The Future Of Business The Essentials Fourth Edition

A std::future is a handle to a result of work which is [potentially] not, yet, computed. You can imagine it as the receipt you get when you ask for work and the receipt is used to get the result back. For example, you may bring a bike to bike store for repair. You get a receipt to get back your bike. While the work is in progress (the bike being repaired) you can go about other business ...
The Future Of Business The Essentials Fourth Edition 1

The class template std::future provides a mechanism to access the result of asynchronous operations: An asynchronous operation (performed via std::async, std::packaged_task, or std::promise) can provide a std::future object to the creator of that asynchronous operation. The creator of the asynchronous operation can then use a variety of methods to query, wait for, or extract a value from the ...

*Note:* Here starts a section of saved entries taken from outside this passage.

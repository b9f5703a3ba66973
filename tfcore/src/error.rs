//! Error types for tfcore

/// Error type for framework and adapter operations
#[derive(Debug, thiserror::Error)]
pub enum TfError {
    #[error("attribute '{0}' is required")]
    MissingAttribute(String),

    #[error("attribute '{attribute}': expected {expected}, got {actual}")]
    TypeMismatch {
        attribute: String,
        expected: &'static str,
        actual: &'static str,
    },

    #[error("invalid configuration: {0}")]
    InvalidConfiguration(String),

    #[error("resource type not found: {0}")]
    ResourceNotFound(String),

    #[error("data source type not found: {0}")]
    DataSourceNotFound(String),

    #[error("provider not configured")]
    ProviderNotConfigured,

    #[error("encoding error: {0}")]
    Encoding(String),

    #[error("decoding error: {0}")]
    Decoding(String),

    /// A remote API failure wrapped with resource-identifying context.
    /// The underlying error is preserved unmodified in semantics.
    #[error("{context}: {source}")]
    Remote {
        context: String,
        #[source]
        source: Box<dyn std::error::Error + Send + Sync>,
    },

    #[error("{0}")]
    Message(String),
}

impl TfError {
    /// Wrap a remote service error with adapter context.
    pub fn remote(
        context: impl Into<String>,
        source: impl std::error::Error + Send + Sync + 'static,
    ) -> Self {
        TfError::Remote {
            context: context.into(),
            source: Box::new(source),
        }
    }
}

/// Result type alias for tfcore operations
pub type Result<T> = std::result::Result<T, TfError>;

impl From<String> for TfError {
    fn from(s: String) -> Self {
        TfError::Message(s)
    }
}

impl From<&str> for TfError {
    fn from(s: &str) -> Self {
        TfError::Message(s.to_string())
    }
}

The Future Of Business The Essentials Fourth Edition 2

You cannot return a non- Future value from an async function (although you can return void). You don't actually want the program to stop and wait for the http.get call to complete because if your internet connection is poor then maybe it takes 10 seconds, and your app would consequently be unresponsive for 10 seconds. By returning a Future, you can return from the function immediately without ...

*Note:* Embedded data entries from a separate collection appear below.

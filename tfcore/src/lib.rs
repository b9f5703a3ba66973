//! tfcore - Terraform provider framework for Rust
//!
//! The building blocks shared by every provider: the value model exchanged
//! with Terraform core, declarative attribute schemas with validation, the
//! resource and data source adapter traits, replacement planning, and a
//! bounded retry combinator for eventual-consistency windows.
//!
//! Terraform core remains the host: it owns graph ordering, diffing
//! persistence and parallelism, and drives the adapter callbacks defined
//! here through the plugin boundary.

// Core modules
pub mod error;
pub mod schema;
pub mod types;

// Provider API modules
pub mod data_source;
pub mod provider;
pub mod resource;

// Helper modules
pub mod plan;
pub mod retry;
pub mod validator;

// Re-exports for convenience
pub use data_source::{require_single, DataSource};
pub use error::{Result, TfError};
pub use plan::{plan, PlannedAction};
pub use provider::Provider;
pub use resource::Resource;
pub use retry::{retry_on, RetryPolicy};
pub use schema::{Attribute, AttributeBuilder, AttributeType, Schema, SchemaBuilder, SemanticEquality};
pub use types::{AttributeMap, Config, Diagnostic, Diagnostics, State, Value};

The Future Of Business The Essentials Fourth Edition 3

If the future is the result of a call to std::async that used lazy evaluation, this function returns immediately without waiting. This function may block for longer than timeout_duration due to scheduling or resource contention delays. The standard recommends that a steady clock is used to measure the duration.

The promise is the "push" end of the promise-future communication channel: the operation that stores a value in the shared state synchronizes-with (as defined in std::memory_order) the successful return from any function that is waiting on the shared state (such as std::future::get).